* [Exercise directions]: Since only part of the material below is wanted, output exactly the lines from the one with "decay.powi(index as i32))" up to and including the one with "assert_eq!(normalize(&[]), Vec::<f32>::new());".

* [Material shown]:
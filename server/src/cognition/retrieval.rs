//
// Copyright 2026 Hans W. Uhlig. All Rights Reserved.
//
// Licensed under the Apache License, Version 2.0 (the "License");
// you may not use this file except in compliance with the License.
// You may obtain a copy of the License at
//
//      http://www.apache.org/licenses/LICENSE-2.0
//
// Unless required by applicable law or agreed to in writing, software
// distributed under the License is distributed on an "AS IS" BASIS,
// WITHOUT WARRANTIES OR CONDITIONS OF ANY KIND, either express or implied.
// See the License for the specific language governing permissions and
// limitations under the License.
//

//! Focal-point retrieval: scoring memories by recency, relevance, and
//! importance
//!
//! Given a focal text, every event and thought is scored as a weighted blend
//! of three normalized components. Recency decays exponentially down the
//! access-ordered candidate list, relevance is cosine similarity between the
//! focal embedding and the node embedding, and importance is the stored
//! poignancy. The blend weights deliberately favor relevance and importance
//! over recency.

use crate::cognition::memory::{AssociativeMemory, ConceptNode, NodeId};
use crate::services::embedding::Embeddings;
use crate::services::types::ServiceResult;
use duskmoor_common::time::GameTime;
use tracing::trace;

/// Exponential decay applied per step down the access-ordered list
pub const DEFAULT_RECENCY_DECAY: f32 = 0.99;

/// Blend weights for the three scoring components
#[derive(Debug, Clone, Copy, PartialEq)]
pub struct RetrievalWeights {
    pub recency: f32,
    pub relevance: f32,
    pub importance: f32,
}

impl Default for RetrievalWeights {
    fn default() -> Self {
        Self {
            recency: 0.5,
            relevance: 3.0,
            importance: 2.0,
        }
    }
}

/// Cosine similarity between two vectors. Mismatched lengths and zero
/// magnitudes score 0.0 rather than erroring.
pub fn cosine_similarity(a: &[f32], b: &[f32]) -> f32 {
    if a.len() != b.len() || a.is_empty() {
        return 0.0;
    }
    let mut dot = 0.0f32;
    let mut norm_a = 0.0f32;
    let mut norm_b = 0.0f32;
    for (x, y) in a.iter().zip(b.iter()) {
        dot += x * y;
        norm_a += x * x;
        norm_b += y * y;
    }
    if norm_a == 0.0 || norm_b == 0.0 {
        return 0.0;
    }
    dot / (norm_a.sqrt() * norm_b.sqrt())
}

/// Min-max normalize into [0, 1]. When every value is equal the data carries
/// no signal, so everything maps to 0.5.
pub fn normalize(values: &[f32]) -> Vec<f32> {
    let Some(first) = values.first() else {
        return Vec::new();
    };
    let mut min = *first;
    let mut max = *first;
    for &value in values {
        min = min.min(value);
        max = max.max(value);
    }
    let range = max - min;
    if range <= f32::EPSILON {
        return vec![0.5; values.len()];
    }
    values.iter().map(|&value| (value - min) / range).collect()
}

/// Blend per-node component scores into final scores. Each component list is
/// normalized independently before weighting.
pub fn blended_scores(
    recency: &[f32],
    relevance: &[f32],
    importance: &[f32],
    weights: &RetrievalWeights,
) -> Vec<f32> {
    let recency = normalize(recency);
    let relevance = normalize(relevance);
    let importance = normalize(importance);
    recency
        .iter()
        .zip(relevance.iter())
        .zip(importance.iter())
        .map(|((r, v), i)| weights.recency * r + weights.relevance * v + weights.importance * i)
        .collect()
}

/// Retrieve the `count` memories most pertinent to `focal`.
///
/// Candidates are every event and thought, ordered by last access (newest
/// first, ties toward the higher id) so the recency decay has a defined
/// shape. Returned nodes are marked accessed at `now`, newly reinforcing
/// them for future retrievals.
pub async fn retrieve_nodes(
    memory: &mut AssociativeMemory,
    embeddings: &dyn Embeddings,
    focal: &str,
    count: usize,
    decay: f32,
    now: GameTime,
) -> ServiceResult<Vec<ConceptNode>> {
    let focal_vector = match memory.embedding(focal) {
        Some(vector) => vector.to_vec(),
        None => embeddings.embed(focal).await?,
    };

    struct Candidate {
        id: NodeId,
        last_accessed: GameTime,
        poignancy: u8,
        similarity: f32,
    }

    let mut candidates: Vec<Candidate> = memory
        .event_and_thought_nodes()
        .into_iter()
        .map(|node| Candidate {
            id: node.id,
            last_accessed: node.last_accessed,
            poignancy: node.poignancy,
            similarity: memory
                .embedding(&node.embedding_key)
                .map(|vector| cosine_similarity(&focal_vector, vector))
                .unwrap_or(0.0),
        })
        .collect();
    if candidates.is_empty() {
        return Ok(Vec::new());
    }
    candidates.sort_by(|a, b| {
        b.last_accessed
            .cmp(&a.last_accessed)
            .then(b.id.cmp(&a.id))
    });

    let recency: Vec<f32> = (0..candidates.len())
        .map(|index| decay.powi(index as i32))
        .collect();
    let relevance: Vec<f32> = candidates.iter().map(|c| c.similarity).collect();
    let importance: Vec<f32> = candidates.iter().map(|c| c.poignancy as f32).collect();
    let scores = blended_scores(&recency, &relevance, &importance, &RetrievalWeights::default());

    let mut ranked: Vec<(f32, NodeId)> = scores
        .into_iter()
        .zip(candidates.iter().map(|c| c.id))
        .collect();
    ranked.sort_by(|a, b| b.0.total_cmp(&a.0));

    let mut retrieved = Vec::with_capacity(count.min(ranked.len()));
    for (score, id) in ranked.into_iter().take(count) {
        memory.touch(id, now);
        if let Some(node) = memory.node(id) {
            trace!(%id, score, "retrieved node");
            retrieved.push(node.clone());
        }
    }
    metrics::counter!("cognition.retrievals").increment(1);
    Ok(retrieved)
}

#[cfg(test)]
mod tests {
    use super::*;
    use crate::services::embedding::MockEmbeddings;
    use duskmoor_common::triple::EventTriple;
    use std::collections::BTreeSet;

    fn keywords(terms: &[&str]) -> BTreeSet<String> {
        terms.iter().map(|t| t.to_string()).collect()
    }

    #[test]
    fn test_cosine_similarity_edges() {
        assert_eq!(cosine_similarity(&[1.0, 0.0], &[1.0, 0.0]), 1.0);
        assert_eq!(cosine_similarity(&[1.0, 0.0], &[0.0, 1.0]), 0.0);
        assert_eq!(cosine_similarity(&[1.0], &[1.0, 0.0]), 0.0);
        assert_eq!(cosine_similarity(&[0.0, 0.0], &[1.0, 0.0]), 0.0);
        assert_eq!(cosine_similarity(&[], &[]), 0.0);
    }

    #[test]
    fn test_normalize_properties() {
        assert_eq!(normalize(&[]), Vec::<f32>::new());
        assert_eq!(normalize(&[3.0, 3.0, 3.0]), vec![0.5, 0.5, 0.5]);
        let scaled = normalize(&[2.0, 4.0, 6.0]);
        assert_eq!(scaled, vec![0.0, 0.5, 1.0]);
    }

    #[test]
    fn test_blended_scores_weighting() {
        // One node wins on relevance, one on importance. With default
        // weights relevance (3.0) outweighs importance (2.0).
        let scores = blended_scores(
            &[1.0, 1.0],
            &[1.0, 0.0],
            &[0.0, 1.0],
            &RetrievalWeights::default(),
        );
        assert!(scores[0] > scores[1]);
    }

    fn seeded_memory() -> AssociativeMemory {
        let mut memory = AssociativeMemory::new();
        memory.add_event(
            GameTime::new(1, 0),
            None,
            EventTriple::new("Vesper", "enters", "the manor"),
            "Vesper enters the manor",
            "Vesper enters the manor",
            vec![1.0, 0.0],
            8,
            keywords(&["Vesper", "the manor"]),
        );
        memory.add_event(
            GameTime::new(2, 0),
            None,
            EventTriple::without_object("Maera", "is sweeping"),
            "Maera is sweeping",
            "Maera is sweeping",
            vec![0.0, 1.0],
            1,
            keywords(&["Maera"]),
        );
        memory
    }

    #[tokio::test]
    async fn test_retrieve_prefers_relevant_and_important() {
        let mut memory = seeded_memory();
        let mut embeddings = MockEmbeddings::new();
        embeddings
            .expect_embed()
            .returning(|_| Ok(vec![1.0, 0.0]));

        let retrieved = retrieve_nodes(
            &mut memory,
            &embeddings,
            "where is the intruder",
            1,
            DEFAULT_RECENCY_DECAY,
            GameTime::new(3, 0),
        )
        .await
        .unwrap();
        assert_eq!(retrieved.len(), 1);
        assert_eq!(retrieved[0].description, "Vesper enters the manor");
        // Retrieval refreshed the winner's access time.
        let node = memory.node(retrieved[0].id).unwrap();
        assert_eq!(node.last_accessed, GameTime::new(3, 0));
    }

    #[tokio::test]
    async fn test_retrieve_reuses_stored_focal_embedding() {
        let mut memory = seeded_memory();
        // The focal text matches a stored embedding key, so the provider
        // must not be called: the mock has no expectations.
        let embeddings = MockEmbeddings::new();
        let retrieved = retrieve_nodes(
            &mut memory,
            &embeddings,
            "Vesper enters the manor",
            2,
            DEFAULT_RECENCY_DECAY,
            GameTime::new(3, 0),
        )
        .await
        .unwrap();
        assert_eq!(retrieved.len(), 2);
        assert_eq!(retrieved[0].description, "Vesper enters the manor");
    }

    #[tokio::test]
    async fn test_retrieve_empty_memory() {
        let mut memory = AssociativeMemory::new();
        let mut embeddings = MockEmbeddings::new();
        embeddings.expect_embed().returning(|_| Ok(vec![1.0]));
        let retrieved = retrieve_nodes(
            &mut memory,
            &embeddings,
            "anything",
            5,
            DEFAULT_RECENCY_DECAY,
            GameTime::new(1, 0),
        )
        .await
        .unwrap();
        assert!(retrieved.is_empty());
    }

    #[tokio::test]
    async fn test_retrieve_is_deterministic() {
        let build = || async {
            let mut memory = seeded_memory();
            let mut embeddings = MockEmbeddings::new();
            embeddings.expect_embed().returning(|_| Ok(vec![0.7, 0.7]));
            retrieve_nodes(
                &mut memory,
                &embeddings,
                "the night's events",
                2,
                DEFAULT_RECENCY_DECAY,
                GameTime::new(4, 0),
            )
            .await
            .unwrap()
            .into_iter()
            .map(|node| node.id)
            .collect::<Vec<_>>()
        };
        assert_eq!(build().await, build().await);
    }
}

* [The completed task]:
        .map(|index| decay.powi(index as i32))
        .collect();
    let relevance: Vec<f32> = candidates.iter().map(|c| c.similarity).collect();
    let importance: Vec<f32> = candidates.iter().map(|c| c.poignancy as f32).collect();
    let scores = blended_scores(&recency, &relevance, &importance, &RetrievalWeights::default());

    let mut ranked: Vec<(f32, NodeId)> = scores
        .into_iter()
        .zip(candidates.iter().map(|c| c.id))
        .collect();
    ranked.sort_by(|a, b| b.0.total_cmp(&a.0));

    let mut retrieved = Vec::with_capacity(count.min(ranked.len()));
    for (score, id) in ranked.into_iter().take(count) {
        memory.touch(id, now);
        if let Some(node) = memory.node(id) {
            trace!(%id, score, "retrieved node");
            retrieved.push(node.clone());
        }
    }
    metrics::counter!("cognition.retrievals").increment(1);
    Ok(retrieved)
}

#[cfg(test)]
mod tests {
    use super::*;
    use crate::services::embedding::MockEmbeddings;
    use duskmoor_common::triple::EventTriple;
    use std::collections::BTreeSet;

    fn keywords(terms: &[&str]) -> BTreeSet<String> {
        terms.iter().map(|t| t.to_string()).collect()
    }

    #[test]
    fn test_cosine_similarity_edges() {
        assert_eq!(cosine_similarity(&[1.0, 0.0], &[1.0, 0.0]), 1.0);
        assert_eq!(cosine_similarity(&[1.0, 0.0], &[0.0, 1.0]), 0.0);
        assert_eq!(cosine_similarity(&[1.0], &[1.0, 0.0]), 0.0);
        assert_eq!(cosine_similarity(&[0.0, 0.0], &[1.0, 0.0]), 0.0);
        assert_eq!(cosine_similarity(&[], &[]), 0.0);
    }

    #[test]
    fn test_normalize_properties() {
        assert_eq!(normalize(&[]), Vec::<f32>::new());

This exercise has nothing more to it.